= Richard D'Aeth =

British educationalist

Hugh Richard Xenophon D'Aeth (3 June 1912 – 19 February 2008) was a British educationalist and President of Hughes Hall, Cambridge, from 1978 to 1984.

==Early life==
D'Aeth was born in Vancouver, British Columbia, the son of Walter D'Aeth and Marion Turnbull. He was educated at Bedford School and Emmanuel College, Cambridge. At Emmanuel, he was a scholar and took a first class Honours degree in Natural Science before completing his PhD.

==Career==
D'Aeth's first job was as a schoolmaster at Gresham's School in Norfolk, from 1938 to 1940, after which he served in the Royal Air Force during the Second World War. In 1946 he was appointed one of Her Majesty's Inspectors of Schools.

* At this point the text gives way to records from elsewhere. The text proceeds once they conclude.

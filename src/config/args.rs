//! Command-line argument parsing for Trotter error calculations

use clap::Parser;

/// Trotter error terms of a molecular Hamiltonian
#[derive(Parser, Debug, Default)]
#[command(author, version, about, long_about = None)]
pub struct Args {
    /// Molecule name, locates `{integral_dir}/{molecule}-{basis}.int`
    pub molecule: Option<String>,

    /// Basis set name
    pub basis: Option<String>,

    /// Path to an optional YAML configuration file
    #[arg(short, long)]
    pub config_file: Option<String>,

    /// Override the integral file
    #[arg(short, long)]
    pub input: Option<String>,

    /// Override the result file (default: stdout, or derived from molecule and basis)
    #[arg(short, long)]
    pub output: Option<String>,

    /// Write log output to a file instead of stderr
    #[arg(long)]
    pub log_file: Option<String>,

    /// Term ordering (interleaved or lexicographic)
    #[arg(long)]
    pub ordering: Option<String>,

    /// Number of worker threads (0 uses all cores)
    #[arg(long)]
    pub threads: Option<usize>,

    /// Run the expansion on a single thread
    #[arg(long)]
    pub serial: bool,

    /// Disable progress reporting
    #[arg(long)]
    pub no_progress: bool,

    /// Result format
    #[arg(long, value_parser = ["text", "json"])]
    pub format: Option<String>,

    /// Log the order of terms in the Trotter series
    #[arg(short, long)]
    pub verbose: bool,
}
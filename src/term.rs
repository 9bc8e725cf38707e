//! Fermionic operator strings
//!
//! A term is an ordered product of raising and lowering operators. A positive
//! index `k` is the raising operator on orbital `k`, a negative index `-k` the
//! lowering operator on the same orbital. Orbitals are numbered from 1, so a
//! zero index never appears.

use serde::{Deserialize, Serialize};
use std::collections::BTreeSet;
use std::fmt;

/// Ordered sequence of signed orbital indices
#[derive(Debug, Clone, PartialEq, Eq, PartialOrd, Ord, Hash, Default, Serialize, Deserialize)]
#[serde(transparent)]
pub struct Term(Vec<i32>);

impl Term {
    pub fn new(indices: Vec<i32>) -> Self {
        debug_assert!(
            indices.iter().all(|&index| index != 0),
            "orbital indices start at 1"
        );
        Term(indices)
    }

    pub fn indices(&self) -> &[i32] {
        &self.0
    }

    pub fn into_indices(self) -> Vec<i32> {
        self.0
    }

    pub fn len(&self) -> usize {
        self.0.len()
    }

    pub fn is_empty(&self) -> bool {
        self.0.is_empty()
    }

    /// Hermitian adjoint: reverse the string and swap raising with lowering.
    ///
    /// Returns `None` when the term is its own conjugate, so there is no
    /// distinct partner to account for.
    pub fn conjugate(&self) -> Option<Term> {
        let conjugate: Vec<i32> = self.0.iter().rev().map(|&index| -index).collect();
        if conjugate == self.0 {
            None
        } else {
            Some(Term(conjugate))
        }
    }

    /// Orbitals the term acts on, ignoring raising/lowering.
    pub fn orbitals(&self) -> BTreeSet<u32> {
        self.0.iter().map(|index| index.unsigned_abs()).collect()
    }

    /// True if no adjacent pair has the right index greater than the left.
    pub fn is_normal_ordered(&self) -> bool {
        self.0.windows(2).all(|pair| pair[1] <= pair[0])
    }

    /// True if the same signed index occurs twice, i.e. two raising or two
    /// lowering operators on one orbital. Such a term vanishes.
    pub fn has_repeated_index(&self) -> bool {
        let unique: BTreeSet<i32> = self.0.iter().copied().collect();
        unique.len() != self.0.len()
    }

    /// Largest orbital index the term touches.
    pub fn max_orbital(&self) -> u32 {
        self.0
            .iter()
            .map(|index| index.unsigned_abs())
            .max()
            .unwrap_or(0)
    }
}

impl From<Vec<i32>> for Term {
    fn from(indices: Vec<i32>) -> Self {
        Term::new(indices)
    }
}

impl<const N: usize> From<[i32; N]> for Term {
    fn from(indices: [i32; N]) -> Self {
        Term::new(indices.to_vec())
    }
}

impl fmt::Display for Term {
    fn fmt(&self, f: &mut fmt::Formatter<'_>) -> fmt::Result {
        write!(f, "[ ")?;
        for index in &self.0 {
            write!(f, "{} ", index)?;
        }
        write!(f, "]")
    }
}

/// Check whether the double commutator [A, [B, C]] is trivially zero.
///
/// The triple is only treated as trivial when B and C share no orbital and A
/// shares no orbital with either of them.
pub fn trivially_commutes(first: &Term, second: &Term, third: &Term) -> bool {
    let mut support = second.orbitals();
    let third_support = third.orbitals();
    if !support.is_disjoint(&third_support) {
        return false;
    }
    support.extend(third_support);
    support.is_disjoint(&first.orbitals())
}

/// Operator string for the product ABC.
pub fn concatenate_three_terms(first: &Term, second: &Term, third: &Term) -> Term {
    let mut indices = Vec::with_capacity(first.len() + second.len() + third.len());
    indices.extend_from_slice(first.indices());
    indices.extend_from_slice(second.indices());
    indices.extend_from_slice(third.indices());
    Term(indices)
}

In 1952 he took up an appointment as the Professor of Education at the University College of the West Indies and in 1958 returned to the United Kingdom as the first full Professor of Education at the young Exeter University, where he remained until a merger with St Luke's College in 1978 created a new School of Education. He was then appointed as President of Hughes Hall, Cambridge, where he remained for six years. He was also a Commonwealth Fellow at Harvard University and retired to Stoke Gabriel, near Totnes, Devon in 1984.

==Publications==
D'Aeth's most significant publication was his Education and Development in the Third World (Farnborough, UK: Saxon House Press; Lexington, Mass: Lexington Books, 1975).